AIM OF THE TASK: Scan the records below for the line containing "to the scheduler." and the line containing "if let Some(join_handle)". Copy both, plus every line between, exactly.

Saved entries
=== Section Start ===
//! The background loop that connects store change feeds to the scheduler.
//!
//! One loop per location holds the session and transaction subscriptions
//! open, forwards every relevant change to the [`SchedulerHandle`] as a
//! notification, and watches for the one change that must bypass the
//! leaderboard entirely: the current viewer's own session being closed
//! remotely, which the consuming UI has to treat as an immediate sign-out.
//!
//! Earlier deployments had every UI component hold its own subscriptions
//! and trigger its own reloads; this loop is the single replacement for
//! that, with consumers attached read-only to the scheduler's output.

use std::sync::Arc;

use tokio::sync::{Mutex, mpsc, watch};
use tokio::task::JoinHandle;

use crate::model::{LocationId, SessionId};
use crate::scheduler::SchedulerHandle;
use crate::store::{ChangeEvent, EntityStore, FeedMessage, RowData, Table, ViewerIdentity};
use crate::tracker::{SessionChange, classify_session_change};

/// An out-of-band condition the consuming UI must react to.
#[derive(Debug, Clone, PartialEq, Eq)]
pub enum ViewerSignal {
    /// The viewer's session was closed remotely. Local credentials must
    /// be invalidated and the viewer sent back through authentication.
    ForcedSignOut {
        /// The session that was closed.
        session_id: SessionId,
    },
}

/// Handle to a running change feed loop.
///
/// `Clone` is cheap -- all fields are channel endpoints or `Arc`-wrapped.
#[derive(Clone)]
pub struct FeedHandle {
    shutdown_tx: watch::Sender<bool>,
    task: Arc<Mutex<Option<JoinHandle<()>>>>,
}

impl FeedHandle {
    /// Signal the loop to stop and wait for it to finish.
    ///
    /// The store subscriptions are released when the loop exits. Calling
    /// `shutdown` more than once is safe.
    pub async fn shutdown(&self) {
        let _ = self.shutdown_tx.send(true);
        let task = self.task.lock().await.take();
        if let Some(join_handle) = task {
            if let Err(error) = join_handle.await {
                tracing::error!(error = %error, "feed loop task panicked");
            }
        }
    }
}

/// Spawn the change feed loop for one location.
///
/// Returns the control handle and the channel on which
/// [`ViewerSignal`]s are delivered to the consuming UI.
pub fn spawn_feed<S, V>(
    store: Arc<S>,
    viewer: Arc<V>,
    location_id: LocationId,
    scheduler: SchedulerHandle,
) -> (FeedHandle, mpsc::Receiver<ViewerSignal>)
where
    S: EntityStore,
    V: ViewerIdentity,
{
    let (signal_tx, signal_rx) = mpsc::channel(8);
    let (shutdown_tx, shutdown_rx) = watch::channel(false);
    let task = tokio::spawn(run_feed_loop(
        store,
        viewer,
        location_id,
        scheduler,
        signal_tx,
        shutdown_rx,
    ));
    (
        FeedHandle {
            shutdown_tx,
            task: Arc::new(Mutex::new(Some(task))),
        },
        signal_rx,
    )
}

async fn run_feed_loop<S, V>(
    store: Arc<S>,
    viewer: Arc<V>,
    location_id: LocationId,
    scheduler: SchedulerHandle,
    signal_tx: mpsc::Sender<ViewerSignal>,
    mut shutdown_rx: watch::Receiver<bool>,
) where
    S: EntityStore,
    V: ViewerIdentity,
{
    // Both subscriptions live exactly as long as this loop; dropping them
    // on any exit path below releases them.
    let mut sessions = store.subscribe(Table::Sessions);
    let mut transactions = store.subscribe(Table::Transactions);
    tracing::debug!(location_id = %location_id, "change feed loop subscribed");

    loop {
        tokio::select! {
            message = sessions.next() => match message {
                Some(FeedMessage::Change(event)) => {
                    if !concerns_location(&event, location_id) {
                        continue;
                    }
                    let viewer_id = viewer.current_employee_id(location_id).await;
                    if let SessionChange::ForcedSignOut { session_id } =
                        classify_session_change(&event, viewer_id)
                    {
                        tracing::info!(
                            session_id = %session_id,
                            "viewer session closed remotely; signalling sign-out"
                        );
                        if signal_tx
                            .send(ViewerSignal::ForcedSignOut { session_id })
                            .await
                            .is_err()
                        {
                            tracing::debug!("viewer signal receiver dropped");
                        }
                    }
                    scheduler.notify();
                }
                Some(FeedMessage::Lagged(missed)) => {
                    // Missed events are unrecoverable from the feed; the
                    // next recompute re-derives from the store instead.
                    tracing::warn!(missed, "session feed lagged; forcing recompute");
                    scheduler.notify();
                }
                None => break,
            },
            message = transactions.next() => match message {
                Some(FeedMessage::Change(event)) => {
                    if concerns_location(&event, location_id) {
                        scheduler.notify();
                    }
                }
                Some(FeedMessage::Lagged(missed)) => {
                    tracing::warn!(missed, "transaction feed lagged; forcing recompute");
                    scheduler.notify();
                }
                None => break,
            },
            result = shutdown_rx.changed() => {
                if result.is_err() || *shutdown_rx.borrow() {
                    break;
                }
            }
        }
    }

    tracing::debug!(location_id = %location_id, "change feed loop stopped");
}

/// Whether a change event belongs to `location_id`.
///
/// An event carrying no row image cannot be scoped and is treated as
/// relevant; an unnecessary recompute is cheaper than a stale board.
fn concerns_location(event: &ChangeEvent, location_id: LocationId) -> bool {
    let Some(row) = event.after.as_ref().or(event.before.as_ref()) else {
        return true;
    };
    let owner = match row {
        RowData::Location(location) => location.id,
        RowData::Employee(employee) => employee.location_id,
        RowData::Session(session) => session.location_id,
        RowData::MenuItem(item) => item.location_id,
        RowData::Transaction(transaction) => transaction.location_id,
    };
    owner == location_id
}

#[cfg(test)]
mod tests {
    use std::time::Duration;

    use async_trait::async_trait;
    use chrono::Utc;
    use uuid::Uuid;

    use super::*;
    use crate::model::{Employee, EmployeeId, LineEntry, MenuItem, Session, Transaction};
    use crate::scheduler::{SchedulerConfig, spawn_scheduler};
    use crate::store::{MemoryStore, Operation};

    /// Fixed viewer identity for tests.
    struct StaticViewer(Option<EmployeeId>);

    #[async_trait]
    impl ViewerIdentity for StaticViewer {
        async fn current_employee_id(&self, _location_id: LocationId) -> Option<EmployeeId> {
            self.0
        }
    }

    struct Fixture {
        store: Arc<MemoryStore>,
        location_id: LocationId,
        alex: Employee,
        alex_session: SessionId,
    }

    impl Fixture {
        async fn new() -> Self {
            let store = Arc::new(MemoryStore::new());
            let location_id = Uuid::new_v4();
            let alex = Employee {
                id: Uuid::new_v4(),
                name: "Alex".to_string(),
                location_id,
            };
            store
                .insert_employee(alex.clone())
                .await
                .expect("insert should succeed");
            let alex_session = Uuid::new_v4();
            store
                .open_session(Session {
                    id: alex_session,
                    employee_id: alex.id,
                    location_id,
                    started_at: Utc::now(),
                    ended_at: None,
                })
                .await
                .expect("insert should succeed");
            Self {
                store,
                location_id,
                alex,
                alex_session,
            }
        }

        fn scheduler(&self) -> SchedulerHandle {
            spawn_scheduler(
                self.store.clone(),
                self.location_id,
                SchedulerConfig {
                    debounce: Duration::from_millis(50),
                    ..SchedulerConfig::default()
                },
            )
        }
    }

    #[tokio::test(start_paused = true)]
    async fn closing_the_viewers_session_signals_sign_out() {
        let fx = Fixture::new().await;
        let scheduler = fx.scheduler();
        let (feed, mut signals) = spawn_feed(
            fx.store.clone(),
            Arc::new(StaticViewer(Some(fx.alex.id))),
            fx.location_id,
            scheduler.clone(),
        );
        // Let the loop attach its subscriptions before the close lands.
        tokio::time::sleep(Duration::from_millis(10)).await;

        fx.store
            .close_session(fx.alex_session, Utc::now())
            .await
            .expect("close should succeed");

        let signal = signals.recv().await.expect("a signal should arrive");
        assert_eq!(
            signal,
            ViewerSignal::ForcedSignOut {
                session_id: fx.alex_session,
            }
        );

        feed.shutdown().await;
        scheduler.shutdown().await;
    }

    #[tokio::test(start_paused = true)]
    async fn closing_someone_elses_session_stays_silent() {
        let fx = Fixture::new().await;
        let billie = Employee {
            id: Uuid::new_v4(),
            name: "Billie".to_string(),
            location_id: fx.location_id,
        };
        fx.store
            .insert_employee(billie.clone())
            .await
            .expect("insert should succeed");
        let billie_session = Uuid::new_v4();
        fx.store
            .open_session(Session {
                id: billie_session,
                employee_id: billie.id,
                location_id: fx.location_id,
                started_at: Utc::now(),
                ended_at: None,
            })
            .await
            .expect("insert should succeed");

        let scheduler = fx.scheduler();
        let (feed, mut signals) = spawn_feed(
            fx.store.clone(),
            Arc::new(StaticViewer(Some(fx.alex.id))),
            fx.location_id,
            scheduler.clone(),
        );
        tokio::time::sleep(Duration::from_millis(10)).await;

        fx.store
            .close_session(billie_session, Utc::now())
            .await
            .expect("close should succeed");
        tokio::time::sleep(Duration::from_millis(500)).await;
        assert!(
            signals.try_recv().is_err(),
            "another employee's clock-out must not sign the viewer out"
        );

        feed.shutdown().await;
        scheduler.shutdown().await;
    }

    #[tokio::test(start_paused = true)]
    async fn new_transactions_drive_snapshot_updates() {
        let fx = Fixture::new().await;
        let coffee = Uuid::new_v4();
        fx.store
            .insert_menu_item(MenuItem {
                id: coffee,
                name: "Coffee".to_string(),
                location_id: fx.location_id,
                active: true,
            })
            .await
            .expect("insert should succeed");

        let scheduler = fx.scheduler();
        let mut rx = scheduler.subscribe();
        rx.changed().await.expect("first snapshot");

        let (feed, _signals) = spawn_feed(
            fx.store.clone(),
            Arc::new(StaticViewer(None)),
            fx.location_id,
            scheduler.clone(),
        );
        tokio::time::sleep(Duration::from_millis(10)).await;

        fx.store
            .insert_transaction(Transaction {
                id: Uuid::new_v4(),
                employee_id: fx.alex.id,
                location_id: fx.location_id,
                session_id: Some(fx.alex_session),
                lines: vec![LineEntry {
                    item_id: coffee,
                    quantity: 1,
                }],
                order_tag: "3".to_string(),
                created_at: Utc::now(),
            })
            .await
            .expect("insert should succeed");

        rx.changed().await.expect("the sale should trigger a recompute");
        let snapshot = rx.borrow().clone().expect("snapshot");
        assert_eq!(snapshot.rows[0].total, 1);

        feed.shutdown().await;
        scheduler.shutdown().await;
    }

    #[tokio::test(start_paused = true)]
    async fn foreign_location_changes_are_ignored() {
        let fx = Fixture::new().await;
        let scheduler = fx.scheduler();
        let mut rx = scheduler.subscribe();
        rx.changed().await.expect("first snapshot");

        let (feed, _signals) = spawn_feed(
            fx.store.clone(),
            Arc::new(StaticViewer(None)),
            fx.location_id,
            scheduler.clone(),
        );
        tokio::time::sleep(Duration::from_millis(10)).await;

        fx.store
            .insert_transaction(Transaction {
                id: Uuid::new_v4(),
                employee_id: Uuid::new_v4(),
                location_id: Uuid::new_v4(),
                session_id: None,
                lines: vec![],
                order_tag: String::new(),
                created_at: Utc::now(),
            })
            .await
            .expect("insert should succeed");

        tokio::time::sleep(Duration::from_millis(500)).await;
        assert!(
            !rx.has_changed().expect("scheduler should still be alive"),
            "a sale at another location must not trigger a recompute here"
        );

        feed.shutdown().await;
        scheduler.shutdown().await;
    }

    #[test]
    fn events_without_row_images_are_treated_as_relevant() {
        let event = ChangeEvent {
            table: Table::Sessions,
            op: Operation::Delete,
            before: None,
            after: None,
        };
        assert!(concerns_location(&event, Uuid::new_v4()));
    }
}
=== Section End ===
=== Section Start ===
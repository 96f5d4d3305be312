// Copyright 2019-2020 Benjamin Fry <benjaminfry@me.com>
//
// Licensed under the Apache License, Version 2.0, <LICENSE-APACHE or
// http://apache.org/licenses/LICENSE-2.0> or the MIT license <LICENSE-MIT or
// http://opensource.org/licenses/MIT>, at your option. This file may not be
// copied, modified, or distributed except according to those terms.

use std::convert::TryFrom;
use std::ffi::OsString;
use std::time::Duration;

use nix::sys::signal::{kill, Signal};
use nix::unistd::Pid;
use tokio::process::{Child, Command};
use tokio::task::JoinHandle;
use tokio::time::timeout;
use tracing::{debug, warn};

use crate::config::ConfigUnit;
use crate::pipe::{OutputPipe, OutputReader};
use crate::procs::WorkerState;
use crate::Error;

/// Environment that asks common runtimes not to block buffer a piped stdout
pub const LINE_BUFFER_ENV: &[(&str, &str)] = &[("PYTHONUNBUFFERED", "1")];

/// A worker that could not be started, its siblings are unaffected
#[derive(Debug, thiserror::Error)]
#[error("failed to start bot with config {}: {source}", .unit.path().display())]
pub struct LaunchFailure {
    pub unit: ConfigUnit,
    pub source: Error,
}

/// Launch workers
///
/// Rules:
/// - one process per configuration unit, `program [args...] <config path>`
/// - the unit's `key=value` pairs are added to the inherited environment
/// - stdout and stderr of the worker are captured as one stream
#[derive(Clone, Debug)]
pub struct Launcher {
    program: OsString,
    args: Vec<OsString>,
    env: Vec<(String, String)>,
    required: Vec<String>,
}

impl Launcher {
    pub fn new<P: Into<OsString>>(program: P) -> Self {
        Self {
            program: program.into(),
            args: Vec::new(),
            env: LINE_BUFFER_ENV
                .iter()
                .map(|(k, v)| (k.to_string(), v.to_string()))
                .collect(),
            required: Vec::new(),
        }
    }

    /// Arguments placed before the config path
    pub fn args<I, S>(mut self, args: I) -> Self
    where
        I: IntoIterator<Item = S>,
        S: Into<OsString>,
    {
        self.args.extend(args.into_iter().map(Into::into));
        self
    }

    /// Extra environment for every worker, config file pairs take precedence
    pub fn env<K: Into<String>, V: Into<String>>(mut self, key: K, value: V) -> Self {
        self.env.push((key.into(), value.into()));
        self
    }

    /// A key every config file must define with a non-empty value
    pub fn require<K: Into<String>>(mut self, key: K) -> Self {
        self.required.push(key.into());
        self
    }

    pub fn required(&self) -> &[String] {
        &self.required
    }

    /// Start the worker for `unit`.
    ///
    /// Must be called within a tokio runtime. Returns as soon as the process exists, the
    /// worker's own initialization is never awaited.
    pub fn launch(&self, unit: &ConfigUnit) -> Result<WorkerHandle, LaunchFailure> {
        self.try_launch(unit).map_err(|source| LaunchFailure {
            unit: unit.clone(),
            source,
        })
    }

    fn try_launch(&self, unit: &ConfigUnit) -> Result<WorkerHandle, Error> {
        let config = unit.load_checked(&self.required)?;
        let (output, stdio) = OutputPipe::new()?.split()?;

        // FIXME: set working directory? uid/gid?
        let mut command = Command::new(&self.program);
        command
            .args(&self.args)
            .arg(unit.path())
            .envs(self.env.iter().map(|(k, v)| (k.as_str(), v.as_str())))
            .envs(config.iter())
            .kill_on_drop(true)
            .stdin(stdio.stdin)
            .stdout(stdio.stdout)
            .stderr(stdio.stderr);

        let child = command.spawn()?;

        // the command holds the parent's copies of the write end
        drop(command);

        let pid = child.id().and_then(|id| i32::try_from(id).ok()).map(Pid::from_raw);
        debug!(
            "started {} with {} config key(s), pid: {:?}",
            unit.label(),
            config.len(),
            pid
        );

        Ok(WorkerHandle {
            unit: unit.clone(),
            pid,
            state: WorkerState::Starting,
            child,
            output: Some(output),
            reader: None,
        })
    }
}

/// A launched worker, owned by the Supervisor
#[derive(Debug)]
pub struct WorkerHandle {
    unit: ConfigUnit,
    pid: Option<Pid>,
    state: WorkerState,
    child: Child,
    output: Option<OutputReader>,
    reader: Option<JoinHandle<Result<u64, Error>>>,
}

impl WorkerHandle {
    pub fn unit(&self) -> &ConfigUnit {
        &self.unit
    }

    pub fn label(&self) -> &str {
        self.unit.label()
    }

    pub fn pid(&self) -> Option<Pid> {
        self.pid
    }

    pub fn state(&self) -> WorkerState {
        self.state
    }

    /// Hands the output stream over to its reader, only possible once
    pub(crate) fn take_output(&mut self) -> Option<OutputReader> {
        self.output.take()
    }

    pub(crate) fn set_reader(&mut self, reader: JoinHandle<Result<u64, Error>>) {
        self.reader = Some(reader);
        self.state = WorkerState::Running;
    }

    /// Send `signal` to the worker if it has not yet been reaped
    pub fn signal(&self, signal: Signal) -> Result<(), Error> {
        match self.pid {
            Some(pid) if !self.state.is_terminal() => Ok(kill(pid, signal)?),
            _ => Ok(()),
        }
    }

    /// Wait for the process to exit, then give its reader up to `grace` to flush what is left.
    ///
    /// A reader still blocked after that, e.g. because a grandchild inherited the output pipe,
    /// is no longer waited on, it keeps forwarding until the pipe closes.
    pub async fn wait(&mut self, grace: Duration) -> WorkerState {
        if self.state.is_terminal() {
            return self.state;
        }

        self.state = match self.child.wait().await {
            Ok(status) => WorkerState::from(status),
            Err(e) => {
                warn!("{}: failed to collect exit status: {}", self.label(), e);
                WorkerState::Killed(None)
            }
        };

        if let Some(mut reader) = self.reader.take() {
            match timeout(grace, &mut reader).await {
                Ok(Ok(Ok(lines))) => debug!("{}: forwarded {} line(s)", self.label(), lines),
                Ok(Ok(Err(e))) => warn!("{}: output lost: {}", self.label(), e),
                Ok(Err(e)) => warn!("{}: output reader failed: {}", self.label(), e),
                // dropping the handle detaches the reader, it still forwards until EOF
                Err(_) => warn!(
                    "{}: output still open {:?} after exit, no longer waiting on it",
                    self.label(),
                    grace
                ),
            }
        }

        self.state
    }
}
=== Section End ===
SOLUTION BELOW:
//! The background loop that connects store change feeds to the scheduler.
//!
//! One loop per location holds the session and transaction subscriptions
//! open, forwards every relevant change to the [`SchedulerHandle`] as a
//! notification, and watches for the one change that must bypass the
//! leaderboard entirely: the current viewer's own session being closed
//! remotely, which the consuming UI has to treat as an immediate sign-out.
//!
//! Earlier deployments had every UI component hold its own subscriptions
//! and trigger its own reloads; this loop is the single replacement for
//! that, with consumers attached read-only to the scheduler's output.

use std::sync::Arc;

use tokio::sync::{Mutex, mpsc, watch};
use tokio::task::JoinHandle;

use crate::model::{LocationId, SessionId};
use crate::scheduler::SchedulerHandle;
use crate::store::{ChangeEvent, EntityStore, FeedMessage, RowData, Table, ViewerIdentity};
use crate::tracker::{SessionChange, classify_session_change};

/// An out-of-band condition the consuming UI must react to.
#[derive(Debug, Clone, PartialEq, Eq)]
pub enum ViewerSignal {
    /// The viewer's session was closed remotely. Local credentials must
    /// be invalidated and the viewer sent back through authentication.
    ForcedSignOut {
        /// The session that was closed.
        session_id: SessionId,
    },
}

/// Handle to a running change feed loop.
///
/// `Clone` is cheap -- all fields are channel endpoints or `Arc`-wrapped.
#[derive(Clone)]
pub struct FeedHandle {
    shutdown_tx: watch::Sender<bool>,
    task: Arc<Mutex<Option<JoinHandle<()>>>>,
}

impl FeedHandle {
    /// Signal the loop to stop and wait for it to finish.
    ///
    /// The store subscriptions are released when the loop exits. Calling
    /// `shutdown` more than once is safe.
    pub async fn shutdown(&self) {
        let _ = self.shutdown_tx.send(true);
        let task = self.task.lock().await.take();
        if let Some(join_handle) = task {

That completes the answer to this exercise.